Depression and the Diagnosis of MCI in a Culturally Diverse Sample in the United States
- PMID: 31729523
- PMCID: PMC7881973
- DOI: 10.1093/arclin/acz043
Depression and the Diagnosis of MCI in a Culturally Diverse Sample in the United States
Abstract
Objective: To analyze (1) whether there are ethnic differences in the severity of depressive symptoms between groups of elders classified as cognitively normal (CN) or amnestic mild cognitive impairment (aMCI) and (2) the influence of depressive symptoms on specific cognitive performance by ethnicity across diagnoses, controlling for covariates.

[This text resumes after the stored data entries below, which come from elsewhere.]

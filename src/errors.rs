use std::fmt;

use thiserror::Error;

use crate::branch::BranchId;

/// A single branch that could not be finalized, with the reason reported by the store.
#[derive(Debug, Clone, PartialEq, Eq)]
pub struct BranchFailure {
    pub id: BranchId,
    pub reason: String,
}

impl fmt::Display for BranchFailure {
    fn fmt(&self, f: &mut fmt::Formatter<'_>) -> fmt::Result {
        write!(f, "{} ({})", self.id, self.reason)
    }
}

#[derive(Error, Debug)]
pub enum XaSinkError {
    /// The facade could not open its connection, or lost it mid-pass.
    /// No branch of the current call may be assumed resolved.
    #[error("Connection error: {0}")]
    Connection(String),

    /// One or more branches used up their commit attempts.
    #[error(
        "Commit failed for {} branch(es) after {max_attempts} attempt(s): {}",
        .branches.len(),
        join(.branches)
    )]
    FatalCommit {
        branches: Vec<BranchId>,
        max_attempts: u32,
    },

    /// Rollback failed for some branches. Every branch was still attempted.
    #[error("Rollback failed for {} branch(es): {}", .failures.len(), join(.failures))]
    Abort { failures: Vec<BranchFailure> },

    #[error("Committer is closed")]
    Closed,

    #[error("Invalid configuration: {0}")]
    InvalidConfig(String),

    #[error("Serialization error: {0}")]
    Serialization(String),

    #[error("I/O error: {0}")]
    Io(#[from] std::io::Error),
}

fn join<T: fmt::Display>(items: &[T]) -> String {
    items
        .iter()
        .map(ToString::to_string)
        .collect::<Vec<_>>()
        .join(", ")
}

pub type Result<T> = std::result::Result<T, XaSinkError>;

Methods: 164 Hispanics residing in the United States (HAs) and European Americans (EAs) (100 women; Mage = 72.1, SD = 8.0) were diagnosed as either CN or aMCI. Depressive symptoms were measured with the Geriatric Depression Scale (GDS-15). Cognition was assessed using the Loewenstein-Acevedo Scales for Semantic Interference and Learning (semantic memory), Multilingual Naming Test (confrontation naming), and the Stroop Test (Color-Word condition; executive function). A 2 × 2 univariate ANCOVA as well as linear and logistic regressions explored differences in depressive symptoms among diagnostic and ethnic groups.
Results: Higher depression was seen in aMCI compared to the CN group for both ethnicities, after controlling for age, education, gender, and Mini-Mental State Examination score. Greater levels of depression also predicted lower scores in confrontation naming and semantic memory for only the EA group and marginally in scores of executive function for HA participants. GDS-15 scores of ≤ 4 also predicted less likelihood of aMCI diagnosis.

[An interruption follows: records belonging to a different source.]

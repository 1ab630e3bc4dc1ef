use std::fmt;

use serde::{Deserialize, Serialize};

/// Identifier of one prepared transaction branch.
///
/// A `BranchId` is created upstream by a writer task during the prepare phase
/// and is never reused once the branch has been committed or rolled back.
/// It mirrors the XA transaction identifier: a format tag that lets stores
/// route transaction families, a global transaction id shared by every branch
/// of the same global transaction, and a branch qualifier.
#[derive(Debug, Clone, PartialEq, Eq, PartialOrd, Ord, Hash, Serialize, Deserialize)]
pub struct BranchId {
    format_id: i32,
    global_transaction_id: Vec<u8>,
    branch_qualifier: Vec<u8>,
}

impl BranchId {
    /// Creates a new `BranchId` from its three XA components.
    pub fn new(
        format_id: i32,
        global_transaction_id: impl Into<Vec<u8>>,
        branch_qualifier: impl Into<Vec<u8>>,
    ) -> Self {
        Self {
            format_id,
            global_transaction_id: global_transaction_id.into(),
            branch_qualifier: branch_qualifier.into(),
        }
    }

    pub fn format_id(&self) -> i32 {
        self.format_id
    }

    pub fn global_transaction_id(&self) -> &[u8] {
        &self.global_transaction_id
    }

    pub fn branch_qualifier(&self) -> &[u8] {
        &self.branch_qualifier
    }
}

impl fmt::Display for BranchId {
    fn fmt(&self, f: &mut fmt::Formatter<'_>) -> fmt::Result {
        write!(f, "{}:", self.format_id)?;
        for byte in &self.global_transaction_id {
            write!(f, "{:02x}", byte)?;
        }
        f.write_str(":")?;
        for byte in &self.branch_qualifier {
            write!(f, "{:02x}", byte)?;
        }
        Ok(())
    }
}

/// A branch that has not been finalized yet, together with the number of
/// finalize attempts that already failed for it.
///
/// The counter travels with the branch inside the aggregated record, so it
/// survives between `commit` calls and across checkpoint restores.
#[derive(Debug, Clone, PartialEq, Eq, Hash, Serialize, Deserialize)]
pub struct PendingBranch {
    pub id: BranchId,
    pub attempts: u32,
}

impl PendingBranch {
    /// A freshly prepared branch with no failed attempts.
    pub fn new(id: BranchId) -> Self {
        Self { id, attempts: 0 }
    }

    /// Returns the same branch with one more failed attempt recorded.
    pub fn with_attempts_incremented(self) -> Self {
        Self {
            id: self.id,
            attempts: self.attempts.saturating_add(1),
        }
    }
}

impl From<BranchId> for PendingBranch {
    fn from(id: BranchId) -> Self {
        Self::new(id)
    }
}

Conclusions: Severity of depressive symptoms was associated with greater cognitive impairment, independent of ethnicity. Significant results suggest detrimental effects of depression on clinical diagnoses most evidently for subjects from the EA group.
Keywords: Aging; Alzheimer’s disease; Cognition; Depression; European American; Hispanic/Latinos; Memory; Mild cognitive impairment.